Beispiel 5: Einstweilige Anordnung Ehewohnung für die Zeit der Trennung
Der Anwalt beantragt für seinen Mandanten beim FamG im Wege der einstweiligen Anordnung die Überlassung der Ehewohnung für die Zeit der Trennung.
Auszugehen ist gem. §§ 48 Abs. 1, 41 FamGKG grundsätzlich von einem Wert in Höhe von 1.500,00 EUR.
Beispiel 6: Einstweilige Anordnung Ehewohnung für die Zeit nach der Scheidung
Der Anwalt beantragt für seinen Mandanten beim FamG im Wege der einstweiligen Anordnung die Überlassung der Ehewohnung für die Zeit nach der Scheidung.
Auszugehen ist gem. §§ 48 Abs. 1, 41 FamGKG grundsätzlich von einem Wert in Höhe von 2.000,00 EUR.
Rz. 11
Kommt die Überlassung der Ehewohnung aufgrund einstweiliger Anordnung dagegen einer Hauptsacheentscheidung gleich oder nimmt es diese faktisch vorweg, ist kein Grund mehr für eine Ermäßigung gegeben, so dass vom Hauptsachewert auszugehen ist.
Rz. 12
In einem Verfahren auf Erlass einer einstweiligen Anordnung betreffend die Überlassung der Ehewohnung bleibt es auch dann gem. § 41 FamGKG bei dem ermäßigten Verfahrenswert für das einstweilige Anordnungsverfahren, wenn die Beteiligten im Rahmen des summarischen Verfahrens einen Vergleich über die dauerhafte Wohnungsüberlassung schließen.

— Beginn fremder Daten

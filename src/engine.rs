use anyhow::{Context, Result};
use serde_json::Value;

use crate::filter::{apply_port_filters, store_query};
use crate::paginate::paginate;
use crate::query::{parse, ParsedQuery, PortPredicate};
use crate::sort::{derive, sort_records, DerivedRecord};
use crate::store::RecordStore;
use crate::types::{ListParams, ListResponse};

/// In-memory half of a list request: port filtering, derivation, sorting
/// and pagination over the records the store returned.
pub fn process(records: Vec<Value>, parsed: &ParsedQuery, params: &ListParams) -> ListResponse {
    let fetched = records.len();
    let predicates: Vec<PortPredicate> = parsed.port_predicates().copied().collect();
    let candidates = apply_port_filters(records, &predicates);
    tracing::debug!(fetched, remaining = candidates.len(), "applied port filters");

    let mut derived: Vec<DerivedRecord> = candidates.into_iter().map(derive).collect();
    sort_records(&mut derived, params.sort_key, params.sort_order);

    let page = paginate(derived, params.page, params.limit);
    ListResponse {
        data: page.items.into_iter().map(DerivedRecord::into_value).collect(),
        pagination: page.pagination,
    }
}

pub struct Engine<S> {
    store: S,
}

impl<S: RecordStore> Engine<S> {
    pub fn new(store: S) -> Self {
        Self { store }
    }

    /// Run one list request end to end. A store failure fails the whole
    /// request; nothing partial is returned.
    pub async fn list(&self, params: &ListParams) -> Result<ListResponse> {
        let parsed = parse(&params.search);
        tracing::debug!(search = %params.search, clauses = ?parsed.clauses, "parsed search");
        let query = store_query(&parsed);
        tracing::debug!(?query, "executing store query");
        let records = self.store.find(&query).await.context("fetching records")?;
        Ok(process(records, &parsed, params))
    }

    /// `None` when no record carries this id.
    pub async fn get(&self, id: &str) -> Result<Option<Value>> {
        self.store
            .find_by_id(id)
            .await
            .with_context(|| format!("fetching record {id}"))
    }
}

#[cfg(test)]
mod tests {
    use super::*;
    use crate::store::MemoryStore;
    use crate::types::{SortKey, SortOrder};
    use serde_json::json;

    fn params(search: &str) -> ListParams {
        ListParams { search: search.to_string(), ..ListParams::default() }
    }

    fn ips(resp: &ListResponse) -> Vec<&str> {
        resp.data.iter().map(|r| r["ipv4"].as_str().unwrap_or("")).collect()
    }

    #[tokio::test]
    async fn test_ip_and_port_query() {
        let engine = Engine::new(MemoryStore::new(vec![
            json!({"_id": "1", "ipv4": "10.0.0.1", "nmap": {"port": 80}}),
            json!({"_id": "2", "ipv4": "10.0.0.1", "nmap": {"port": 8080}}),
        ]));
        let resp = engine.list(&params("ip:10.0.0.1 AND port>1000")).await.unwrap();
        assert_eq!(resp.data.len(), 1);
        assert_eq!(resp.data[0]["_id"], json!("2"));
        assert_eq!(resp.data[0]["unifiedPorts"], json!([8080]));
        assert_eq!(resp.pagination.total_records, 1);
        assert_eq!(resp.pagination.total_pages, 1);
    }

    #[tokio::test]
    async fn test_port_eq_and_ne_at_any_depth() {
        let engine = Engine::new(MemoryStore::new(vec![
            json!({"ipv4": "1.1.1.1", "httpx": [{"hosts": [{"ports": [{"port": 443}]}]}]}),
            json!({"ipv4": "2.2.2.2", "nmap": {"port": 22}}),
            json!({"ipv4": "3.3.3.3"}),
        ]));
        let eq = engine.list(&params("port=443")).await.unwrap();
        assert_eq!(ips(&eq), vec!["1.1.1.1"]);
        let ne = engine.list(&params("port!=443")).await.unwrap();
        assert_eq!(ips(&ne), vec!["2.2.2.2", "3.3.3.3"]);
    }

    #[tokio::test]
    async fn test_pagination_counts_after_filtering() {
        let records: Vec<Value> = (0..250)
            .map(|i| json!({"ipv4": format!("10.0.{:03}.{:03}", i / 256, i % 256), "s": {"port": i}}))
            .collect();
        let engine = Engine::new(MemoryStore::new(records));

        let p3 = ListParams { page: 3, ..params("") };
        let resp = engine.list(&p3).await.unwrap();
        assert_eq!(resp.data.len(), 50);
        assert_eq!(resp.pagination.total_pages, 3);
        assert_eq!(resp.data[0]["ipv4"], json!("10.0.000.200"));

        let p5 = ListParams { page: 5, ..params("") };
        let resp = engine.list(&p5).await.unwrap();
        assert!(resp.data.is_empty());
        assert_eq!(resp.pagination.current_page, 5);
        assert_eq!(resp.pagination.total_records, 250);

        let filtered = engine.list(&params("port<10")).await.unwrap();
        assert_eq!(filtered.pagination.total_records, 10);
    }

    #[tokio::test]
    async fn test_sort_by_ports_desc() {
        let engine = Engine::new(MemoryStore::new(vec![
            json!({"ipv4": "a", "s": [{"port": 1}]}),
            json!({"ipv4": "b", "s": [{"port": 1}, {"port": 2}, {"port": 3}]}),
            json!({"ipv4": "c", "s": [{"port": 1}, {"port": 2}]}),
        ]));
        let p = ListParams { sort_key: SortKey::Ports, sort_order: SortOrder::Desc, ..params("") };
        let resp = engine.list(&p).await.unwrap();
        assert_eq!(ips(&resp), vec!["b", "c", "a"]);
        assert_eq!(resp.data[0]["portCount"], json!(3));
    }

    #[tokio::test]
    async fn test_output_is_deterministic() {
        let engine = Engine::new(MemoryStore::new(vec![
            json!({"_id": "x", "ipv4": "9.9.9.9", "domain": "z.com", "nmap": {"port": "22"}}),
            json!({"_id": "y", "ipv4": "9.9.9.9", "domain": "a.com", "smap": [[{"ports": 80}]]}),
            json!({"_id": "z", "domain": "m.com"}),
        ]));
        let p = ListParams::from_raw(Some("1"), Some("2"), Some("9.9 AND port>=0"), Some("tools"), Some("desc"));
        let first = serde_json::to_string(&engine.list(&p).await.unwrap()).unwrap();
        for _ in 0..5 {
            let again = serde_json::to_string(&engine.list(&p).await.unwrap()).unwrap();
            assert_eq!(first, again);
        }
        assert!(first.contains("\"pagination\":{\"totalRecords\":2,\"totalPages\":1,\"currentPage\":1}"));
    }

    #[tokio::test]
    async fn test_store_error_fails_request() {
        let engine = Engine::new(MemoryStore::new(vec![json!({"domain": "a.com"})]));
        assert!(engine.list(&params("domain:[")).await.is_err());
    }

    #[tokio::test]
    async fn test_get_by_id() {
        let engine = Engine::new(MemoryStore::new(vec![json!({"_id": {"$oid": "abc"}, "ipv4": "1.2.3.4"})]));
        assert!(engine.get("abc").await.unwrap().is_some());
        assert!(engine.get("missing").await.unwrap().is_none());
    }
}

Es liegt dann allerdings ein Mehrwert in Höhe der Hauptsache vor (siehe unter Rdn 60).
Beispiel 7: Einstweilige Anordnung Ehewohnung mit Vergleich zur Hauptsache
Der Anwalt beantragt für seinen Mandanten beim FamG im Wege der einstweiligen Anordnung die Überlassung der Ehewohnung für die Zeit der Trennung. Im Termin zur mündlichen Verhandlung schließen die Beteiligten einen Vergleich, in dem sie die Überlassung für die gesamte Trennungszeit endgültig regeln.
Das Verfahren hat einen Wert von 1.500,00 EUR. Der Vergleich hat dagegen einen (Mehr-)Wert in Höhe von 3.000,00 EUR.
Rz. 13
Wird hier in einem Verfahren auf Erlass einer einstweiligen Anordnung anlässlich der Trennung sogar eine endgültige Regelung für die Zeit nach der Scheidung getroffen, liegt ein weiterer Mehrwert vor (siehe auch § 7 Rdn 96).
Beispiel 8: Einstweilige Anordnung Ehewohnung für die Zeit der Trennung mit Vergleich für Trennungs- und Nachscheidungszeit
Der Anwalt beantragt für seinen Mandanten beim FamG im Wege der einstweiligen Anordnung die Überlassung der Ehewohnung für die Zeit der Trennung. Im Termin zur mündlichen Verhandlung schließen die Beteiligten einen Vergleich, in dem sie die Überlassung für die gesamte Trennungszeit und die Zeit nach Rechtskraft der Scheidung endgültig regeln.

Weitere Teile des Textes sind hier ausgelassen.